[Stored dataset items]
○ ○ ○ ○ ○

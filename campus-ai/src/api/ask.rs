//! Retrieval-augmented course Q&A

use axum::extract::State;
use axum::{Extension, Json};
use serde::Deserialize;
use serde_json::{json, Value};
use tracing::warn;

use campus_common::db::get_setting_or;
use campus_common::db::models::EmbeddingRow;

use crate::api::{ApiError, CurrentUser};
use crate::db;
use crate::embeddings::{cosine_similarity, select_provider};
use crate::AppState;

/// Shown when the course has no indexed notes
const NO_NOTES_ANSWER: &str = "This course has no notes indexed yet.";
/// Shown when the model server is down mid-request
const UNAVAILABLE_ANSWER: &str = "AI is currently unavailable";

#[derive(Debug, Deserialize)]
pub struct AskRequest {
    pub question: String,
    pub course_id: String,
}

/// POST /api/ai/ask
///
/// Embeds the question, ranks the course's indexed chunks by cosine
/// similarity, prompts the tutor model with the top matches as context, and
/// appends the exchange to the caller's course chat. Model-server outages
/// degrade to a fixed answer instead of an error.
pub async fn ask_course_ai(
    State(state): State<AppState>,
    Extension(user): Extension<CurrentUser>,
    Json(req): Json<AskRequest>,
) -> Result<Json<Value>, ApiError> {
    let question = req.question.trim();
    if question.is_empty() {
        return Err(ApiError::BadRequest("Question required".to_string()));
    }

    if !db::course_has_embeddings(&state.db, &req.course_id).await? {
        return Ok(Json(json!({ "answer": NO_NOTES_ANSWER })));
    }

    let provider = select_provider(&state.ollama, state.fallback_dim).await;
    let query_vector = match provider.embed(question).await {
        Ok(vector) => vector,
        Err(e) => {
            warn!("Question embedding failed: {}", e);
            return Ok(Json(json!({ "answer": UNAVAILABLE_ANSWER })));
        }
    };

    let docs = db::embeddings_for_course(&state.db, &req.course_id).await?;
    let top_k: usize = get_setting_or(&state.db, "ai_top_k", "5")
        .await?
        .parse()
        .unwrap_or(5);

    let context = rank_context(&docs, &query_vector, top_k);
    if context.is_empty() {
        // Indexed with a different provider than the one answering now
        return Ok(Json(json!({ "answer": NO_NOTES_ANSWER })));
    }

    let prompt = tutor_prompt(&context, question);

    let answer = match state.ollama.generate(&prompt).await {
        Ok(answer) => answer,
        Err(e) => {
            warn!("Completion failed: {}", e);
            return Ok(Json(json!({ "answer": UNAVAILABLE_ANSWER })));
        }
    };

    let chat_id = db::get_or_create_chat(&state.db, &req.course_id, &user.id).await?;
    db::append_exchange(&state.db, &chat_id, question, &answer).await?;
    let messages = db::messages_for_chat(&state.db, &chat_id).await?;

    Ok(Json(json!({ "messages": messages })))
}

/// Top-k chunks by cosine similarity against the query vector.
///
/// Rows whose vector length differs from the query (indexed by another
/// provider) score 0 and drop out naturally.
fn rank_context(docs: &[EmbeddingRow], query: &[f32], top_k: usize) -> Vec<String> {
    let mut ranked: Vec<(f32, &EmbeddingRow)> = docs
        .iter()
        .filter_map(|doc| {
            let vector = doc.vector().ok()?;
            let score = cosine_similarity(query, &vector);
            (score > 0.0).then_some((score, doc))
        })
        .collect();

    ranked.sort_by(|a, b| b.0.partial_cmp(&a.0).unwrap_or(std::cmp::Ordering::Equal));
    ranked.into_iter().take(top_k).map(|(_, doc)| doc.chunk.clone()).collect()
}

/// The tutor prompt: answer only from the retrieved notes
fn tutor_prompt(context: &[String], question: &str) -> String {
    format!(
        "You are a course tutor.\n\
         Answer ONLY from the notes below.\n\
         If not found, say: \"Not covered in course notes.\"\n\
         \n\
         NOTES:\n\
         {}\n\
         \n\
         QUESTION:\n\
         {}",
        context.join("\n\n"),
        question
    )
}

○ ○ ○ ○ ○

Task:
In your response, reproduce the records exactly, every one.

Solution to this exercise:
filename campus-ai/src/api/ask.rs
//! Retrieval-augmented course Q&A

use axum::extract::State;
use axum::{Extension, Json};
use serde::Deserialize;
use serde_json::{json, Value};
use tracing::warn;

use campus_common::db::get_setting_or;
use campus_common::db::models::EmbeddingRow;

use crate::api::{ApiError, CurrentUser};
use crate::db;
use crate::embeddings::{cosine_similarity, select_provider};
use crate::AppState;

/// Shown when the course has no indexed notes
const NO_NOTES_ANSWER: &str = "This course has no notes indexed yet.";
/// Shown when the model server is down mid-request
const UNAVAILABLE_ANSWER: &str = "AI is currently unavailable";

#[derive(Debug, Deserialize)]
pub struct AskRequest {
    pub question: String,
    pub course_id: String,
}

/// POST /api/ai/ask
///
/// Embeds the question, ranks the course's indexed chunks by cosine
/// similarity, prompts the tutor model with the top matches as context, and
/// appends the exchange to the caller's course chat. Model-server outages
/// degrade to a fixed answer instead of an error.
pub async fn ask_course_ai(
    State(state): State<AppState>,
    Extension(user): Extension<CurrentUser>,
    Json(req): Json<AskRequest>,
) -> Result<Json<Value>, ApiError> {
    let question = req.question.trim();
    if question.is_empty() {
        return Err(ApiError::BadRequest("Question required".to_string()));
    }

    if !db::course_has_embeddings(&state.db, &req.course_id).await? {
        return Ok(Json(json!({ "answer": NO_NOTES_ANSWER })));
    }

    let provider = select_provider(&state.ollama, state.fallback_dim).await;
    let query_vector = match provider.embed(question).await {
        Ok(vector) => vector,
        Err(e) => {
            warn!("Question embedding failed: {}", e);
            return Ok(Json(json!({ "answer": UNAVAILABLE_ANSWER })));
        }
    };

    let docs = db::embeddings_for_course(&state.db, &req.course_id).await?;
    let top_k: usize = get_setting_or(&state.db, "ai_top_k", "5")
        .await?
        .parse()
        .unwrap_or(5);

    let context = rank_context(&docs, &query_vector, top_k);
    if context.is_empty() {
        // Indexed with a different provider than the one answering now
        return Ok(Json(json!({ "answer": NO_NOTES_ANSWER })));
    }

    let prompt = tutor_prompt(&context, question);

    let answer = match state.ollama.generate(&prompt).await {
        Ok(answer) => answer,
        Err(e) => {
            warn!("Completion failed: {}", e);
            return Ok(Json(json!({ "answer": UNAVAILABLE_ANSWER })));
        }
    };

    let chat_id = db::get_or_create_chat(&state.db, &req.course_id, &user.id).await?;
    db::append_exchange(&state.db, &chat_id, question, &answer).await?;
    let messages = db::messages_for_chat(&state.db, &chat_id).await?;

    Ok(Json(json!({ "messages": messages })))
}

/// Top-k chunks by cosine similarity against the query vector.
///
/// Rows whose vector length differs from the query (indexed by another
/// provider) score 0 and drop out naturally.
fn rank_context(docs: &[EmbeddingRow], query: &[f32], top_k: usize) -> Vec<String> {
    let mut ranked: Vec<(f32, &EmbeddingRow)> = docs
        .iter()
        .filter_map(|doc| {
            let vector = doc.vector().ok()?;
            let score = cosine_similarity(query, &vector);
            (score > 0.0).then_some((score, doc))
        })
        .collect();

    ranked.sort_by(|a, b| b.0.partial_cmp(&a.0).unwrap_or(std::cmp::Ordering::Equal));
    ranked.into_iter().take(top_k).map(|(_, doc)| doc.chunk.clone()).collect()
}

/// The tutor prompt: answer only from the retrieved notes
fn tutor_prompt(context: &[String], question: &str) -> String {
    format!(
        "You are a course tutor.\n\
         Answer ONLY from the notes below.\n\
         If not found, say: \"Not covered in course notes.\"\n\
         \n\
         NOTES:\n\
         {}\n\
         \n\
         QUESTION:\n\
         {}",
        context.join("\n\n"),
        question
    )
}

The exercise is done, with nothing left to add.